The answer must be an exact copy of every record below.

═════ Data section ═════

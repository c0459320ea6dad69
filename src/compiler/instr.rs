/*!
This module defines the instructions executed by the NFA virtual machine.

Each instruction is a variant of the [`Instr`] enum carrying exactly the
fields it needs. Consuming instructions (`Char`, `Literal`, `Class`, the
`Any*` variants and `GreedyLoop`) read one or more code units from the
input; the remaining ones are epsilon transitions that the VM resolves
while computing epsilon closures.
*/

use std::fmt::{Display, Formatter};

use crate::compiler::charset::Charset;

/// Placeholder for a jump target that has not been back-patched yet. The
/// compiler guarantees that no placeholder survives compilation.
pub(crate) const UNPATCHED: usize = usize::MAX;

/// An instruction for the NFA virtual machine.
#[derive(Clone, Debug, PartialEq)]
pub(crate) enum Instr {
    /// Matches a single code unit. When `case_insensitive` is true, `c` is
    /// stored pre-lowercased and compared against the lowercased input.
    Char { c: char, case_insensitive: bool },

    /// Matches a literal run of code units. Produced by the optimizer by
    /// folding consecutive `Char` instructions.
    Literal { chars: Vec<char>, case_insensitive: bool },

    /// Matches any code unit, including `\n`. Produced by `.` under the
    /// `s` flag.
    AnyChar,

    /// Matches any code unit except `\n`.
    AnyCharExceptNewline,

    /// Matches a code unit contained (or, when `negated`, not contained) in
    /// the given character set.
    Class { class: Box<Charset>, negated: bool, case_insensitive: bool },

    /// Stores the current input index into capture register `slot`.
    Save { slot: usize },

    /// Non-deterministic branch. `preferred` is tried before `alternate`,
    /// which is how greedy vs. lazy preferences are encoded.
    Split { preferred: usize, alternate: usize },

    /// Unconditional jump.
    Jump { target: usize },

    /// A match has been found.
    Match,

    /// Matches at the start of the input (`\A`, or `^` outside of
    /// multi-line mode).
    Start,

    /// Matches at the end of the input (`\z`, or `$` outside of multi-line
    /// mode).
    End,

    /// Matches at the start of the input or right after a `\n`.
    LineStart,

    /// Matches at the end of the input or right before a `\n`.
    LineEnd,

    /// Matches at an ASCII word boundary.
    WordBoundary,

    /// Matches everywhere but at an ASCII word boundary.
    WordBoundaryNeg,

    /// Consumes as many code units contained in `class` as possible and
    /// continues at `exit`. The optimizer produces this instruction only
    /// for loops whose body is disjoint from their continuation, where the
    /// maximal munch is the only viable behavior.
    GreedyLoop { class: Box<Charset>, exit: usize, case_insensitive: bool },
}

impl Instr {
    /// Applies `f` to every jump target carried by the instruction. Used
    /// when instructions are cloned to a different location and when the
    /// optimizer renumbers the program.
    pub(crate) fn map_targets<F: FnMut(usize) -> usize>(&mut self, mut f: F) {
        match self {
            Instr::Split { preferred, alternate } => {
                *preferred = f(*preferred);
                *alternate = f(*alternate);
            }
            Instr::Jump { target } => *target = f(*target),
            Instr::GreedyLoop { exit, .. } => *exit = f(*exit),
            _ => {}
        }
    }
}

impl Display for Instr {
    fn fmt(&self, f: &mut Formatter<'_>) -> std::fmt::Result {
        match self {
            Instr::Char { c, case_insensitive } => {
                write!(f, "char {:?}{}", c, if *case_insensitive { " (i)" } else { "" })
            }
            Instr::Literal { chars, case_insensitive } => {
                let s: String = chars.iter().collect();
                write!(f, "literal {:?}{}", s, if *case_insensitive { " (i)" } else { "" })
            }
            Instr::AnyChar => write!(f, "any"),
            Instr::AnyCharExceptNewline => write!(f, "any_no_nl"),
            Instr::Class { negated, case_insensitive, .. } => {
                write!(
                    f,
                    "class{}{}",
                    if *negated { " negated" } else { "" },
                    if *case_insensitive { " (i)" } else { "" }
                )
            }
            Instr::Save { slot } => write!(f, "save {}", slot),
            Instr::Split { preferred, alternate } => {
                write!(f, "split {}, {}", preferred, alternate)
            }
            Instr::Jump { target } => write!(f, "jump {}", target),
            Instr::Match => write!(f, "match"),
            Instr::Start => write!(f, "start"),
            Instr::End => write!(f, "end"),
            Instr::LineStart => write!(f, "line_start"),
            Instr::LineEnd => write!(f, "line_end"),
            Instr::WordBoundary => write!(f, "word_boundary"),
            Instr::WordBoundaryNeg => write!(f, "word_boundary_neg"),
            Instr::GreedyLoop { exit, case_insensitive, .. } => {
                write!(
                    f,
                    "greedy_loop exit {}{}",
                    exit,
                    if *case_insensitive { " (i)" } else { "" }
                )
            }
        }
    }
}

/// Renders a program as one instruction per line, prefixed with its
/// position. Useful for debugging and for golden tests.
pub(crate) fn disassemble(code: &[Instr]) -> String {
    code.iter()
        .enumerate()
        .map(|(pc, instr)| format!("{:03}: {}", pc, instr))
        .collect::<Vec<_>>()
        .join("\n")
}
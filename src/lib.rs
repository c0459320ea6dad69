/*! A Python-compatible, linear-time regular expression engine.

`pyre` implements the pattern surface of Python's `re` module over an
RE2-style subset: no backreferences and no lookaround, which is what makes
the linear-time guarantee possible. Patterns are compiled into bytecode
for a Thompson-NFA virtual machine; matching runs every live alternative
in lockstep over the input, so the worst case is `O(pattern · input)`
regardless of the pattern.

Compiling and matching:

```
let pattern = pyre::compile(r"(?P<word>\w+)-(\d+)").unwrap();
let m = pattern.search("item alpha-42 rest", 0).unwrap();

assert_eq!(m.group(0), Some("alpha-42"));
assert_eq!(m.group_by_name("word"), Some("alpha"));
assert_eq!(m.span(2), Some((11, 13)));
```

A compiled [`Pattern`] is immutable and can be shared freely between
threads; every match call keeps its state on its own stack. Spans and
positions are indices into the sequence of code units (Unicode scalar
values), as in Python, not byte offsets.

The supported syntax is the usual one: concatenation, alternation `|`,
greedy and lazy quantifiers (`* + ? {n,m}`), capturing, non-capturing and
named groups, character classes with ranges and POSIX names, anchors
(`^ $ \A \z`), word boundaries (`\b \B`, ASCII), and the `i`, `m`, `s`,
`U` and `x` inline flags.
*/

pub mod compiler;

mod fast;
mod matches;
mod pikevm;
mod template;

#[cfg(test)]
mod tests;

#[doc(inline)]
pub use crate::compiler::{Compiler, Error, Pattern, MAX_GROUP_NAME_LEN};
pub use crate::matches::{Match, Matches};
pub use crate::template::{Template, TemplatePart};

/// Compiles a pattern with the default compiler configuration.
pub fn compile(pattern: &str) -> Result<Pattern, Error> {
    Compiler::new().compile(pattern)
}

/// Returns `text` with every character that could be interpreted as
/// pattern syntax backslash-escaped, so that the result matches `text`
/// literally.
///
/// ```
/// assert_eq!(pyre::escape("1+1=2"), r"1\+1\=2");
/// ```
pub fn escape(text: &str) -> String {
    let mut out = String::with_capacity(text.len());
    for c in text.chars() {
        if c.is_ascii() && !c.is_ascii_alphanumeric() && c != '_' {
            out.push('\\');
        }
        out.push(c);
    }
    out
}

═════

Written response
repository c0459320ea6dad69
filename src/compiler/instr.rs
/*!
This module defines the instructions executed by the NFA virtual machine.

Each instruction is a variant of the [`Instr`] enum carrying exactly the
fields it needs. Consuming instructions (`Char`, `Literal`, `Class`, the
`Any*` variants and `GreedyLoop`) read one or more code units from the
input; the remaining ones are epsilon transitions that the VM resolves
while computing epsilon closures.
*/

use std::fmt::{Display, Formatter};

use crate::compiler::charset::Charset;

/// Placeholder for a jump target that has not been back-patched yet. The
/// compiler guarantees that no placeholder survives compilation.
pub(crate) const UNPATCHED: usize = usize::MAX;

/// An instruction for the NFA virtual machine.
#[derive(Clone, Debug, PartialEq)]
pub(crate) enum Instr {
    /// Matches a single code unit. When `case_insensitive` is true, `c` is
    /// stored pre-lowercased and compared against the lowercased input.
    Char { c: char, case_insensitive: bool },

    /// Matches a literal run of code units. Produced by the optimizer by
    /// folding consecutive `Char` instructions.
    Literal { chars: Vec<char>, case_insensitive: bool },

    /// Matches any code unit, including `\n`. Produced by `.` under the
    /// `s` flag.
    AnyChar,

    /// Matches any code unit except `\n`.
    AnyCharExceptNewline,

    /// Matches a code unit contained (or, when `negated`, not contained) in
    /// the given character set.
    Class { class: Box<Charset>, negated: bool, case_insensitive: bool },

    /// Stores the current input index into capture register `slot`.
    Save { slot: usize },

    /// Non-deterministic branch. `preferred` is tried before `alternate`,
    /// which is how greedy vs. lazy preferences are encoded.
    Split { preferred: usize, alternate: usize },

    /// Unconditional jump.
    Jump { target: usize },

    /// A match has been found.
    Match,

    /// Matches at the start of the input (`\A`, or `^` outside of
    /// multi-line mode).
    Start,

    /// Matches at the end of the input (`\z`, or `$` outside of multi-line
    /// mode).
    End,

    /// Matches at the start of the input or right after a `\n`.
    LineStart,

    /// Matches at the end of the input or right before a `\n`.
    LineEnd,

    /// Matches at an ASCII word boundary.
    WordBoundary,

    /// Matches everywhere but at an ASCII word boundary.
    WordBoundaryNeg,

    /// Consumes as many code units contained in `class` as possible and
    /// continues at `exit`. The optimizer produces this instruction only
    /// for loops whose body is disjoint from their continuation, where the
    /// maximal munch is the only viable behavior.
    GreedyLoop { class: Box<Charset>, exit: usize, case_insensitive: bool },
}

impl Instr {
    /// Applies `f` to every jump target carried by the instruction. Used
    /// when instructions are cloned to a different location and when the
    /// optimizer renumbers the program.
    pub(crate) fn map_targets<F: FnMut(usize) -> usize>(&mut self, mut f: F) {
        match self {
            Instr::Split { preferred, alternate } => {
                *preferred = f(*preferred);
                *alternate = f(*alternate);
            }
            Instr::Jump { target } => *target = f(*target),
            Instr::GreedyLoop { exit, .. } => *exit = f(*exit),
            _ => {}
        }
    }
}

impl Display for Instr {
    fn fmt(&self, f: &mut Formatter<'_>) -> std::fmt::Result {
        match self {
            Instr::Char { c, case_insensitive } => {
                write!(f, "char {:?}{}", c, if *case_insensitive { " (i)" } else { "" })
            }
            Instr::Literal { chars, case_insensitive } => {
                let s: String = chars.iter().collect();
                write!(f, "literal {:?}{}", s, if *case_insensitive { " (i)" } else { "" })
            }
            Instr::AnyChar => write!(f, "any"),
            Instr::AnyCharExceptNewline => write!(f, "any_no_nl"),
            Instr::Class { negated, case_insensitive, .. } => {
                write!(
                    f,
                    "class{}{}",
                    if *negated { " negated" } else { "" },
                    if *case_insensitive { " (i)" } else { "" }
                )
            }
            Instr::Save { slot } => write!(f, "save {}", slot),
            Instr::Split { preferred, alternate } => {
                write!(f, "split {}, {}", preferred, alternate)
            }
            Instr::Jump { target } => write!(f, "jump {}", target),
            Instr::Match => write!(f, "match"),
            Instr::Start => write!(f, "start"),
            Instr::End => write!(f, "end"),
            Instr::LineStart => write!(f, "line_start"),
            Instr::LineEnd => write!(f, "line_end"),
            Instr::WordBoundary => write!(f, "word_boundary"),
            Instr::WordBoundaryNeg => write!(f, "word_boundary_neg"),
            Instr::GreedyLoop { exit, case_insensitive, .. } => {
                write!(
                    f,
                    "greedy_loop exit {}{}",
                    exit,
                    if *case_insensitive { " (i)" } else { "" }
                )
            }
        }
    }
}

/// Renders a program as one instruction per line, prefixed with its
/// position. Useful for debugging and for golden tests.
pub(crate) fn disassemble(code: &[Instr]) -> String {
    code.iter()
        .enumerate()
        .map(|(pc, instr)| format!("{:03}: {}", pc, instr))
        .collect::<Vec<_>>()
        .join("\n")
}
filename src/lib.rs
repository c0459320ea6dad69
/*! A Python-compatible, linear-time regular expression engine.

`pyre` implements the pattern surface of Python's `re` module over an
RE2-style subset: no backreferences and no lookaround, which is what makes
the linear-time guarantee possible. Patterns are compiled into bytecode
for a Thompson-NFA virtual machine; matching runs every live alternative
in lockstep over the input, so the worst case is `O(pattern · input)`
regardless of the pattern.

Compiling and matching:

```
let pattern = pyre::compile(r"(?P<word>\w+)-(\d+)").unwrap();
let m = pattern.search("item alpha-42 rest", 0).unwrap();

assert_eq!(m.group(0), Some("alpha-42"));
assert_eq!(m.group_by_name("word"), Some("alpha"));
assert_eq!(m.span(2), Some((11, 13)));
```

A compiled [`Pattern`] is immutable and can be shared freely between
threads; every match call keeps its state on its own stack. Spans and
positions are indices into the sequence of code units (Unicode scalar
values), as in Python, not byte offsets.

The supported syntax is the usual one: concatenation, alternation `|`,
greedy and lazy quantifiers (`* + ? {n,m}`), capturing, non-capturing and
named groups, character classes with ranges and POSIX names, anchors
(`^ $ \A \z`), word boundaries (`\b \B`, ASCII), and the `i`, `m`, `s`,
`U` and `x` inline flags.
*/

pub mod compiler;

mod fast;
mod matches;
mod pikevm;
mod template;

#[cfg(test)]
mod tests;

#[doc(inline)]
pub use crate::compiler::{Compiler, Error, Pattern, MAX_GROUP_NAME_LEN};
pub use crate::matches::{Match, Matches};
pub use crate::template::{Template, TemplatePart};

/// Compiles a pattern with the default compiler configuration.
pub fn compile(pattern: &str) -> Result<Pattern, Error> {
    Compiler::new().compile(pattern)
}

/// Returns `text` with every character that could be interpreted as
/// pattern syntax backslash-escaped, so that the result matches `text`
/// literally.
///
/// ```
/// assert_eq!(pyre::escape("1+1=2"), r"1\+1\=2");
/// ```
pub fn escape(text: &str) -> String {
    let mut out = String::with_capacity(text.len());
    for c in text.chars() {
        if c.is_ascii() && !c.is_ascii_alphanumeric() && c != '_' {
            out.push('\\');
        }
        out.push(c);
    }
    out
}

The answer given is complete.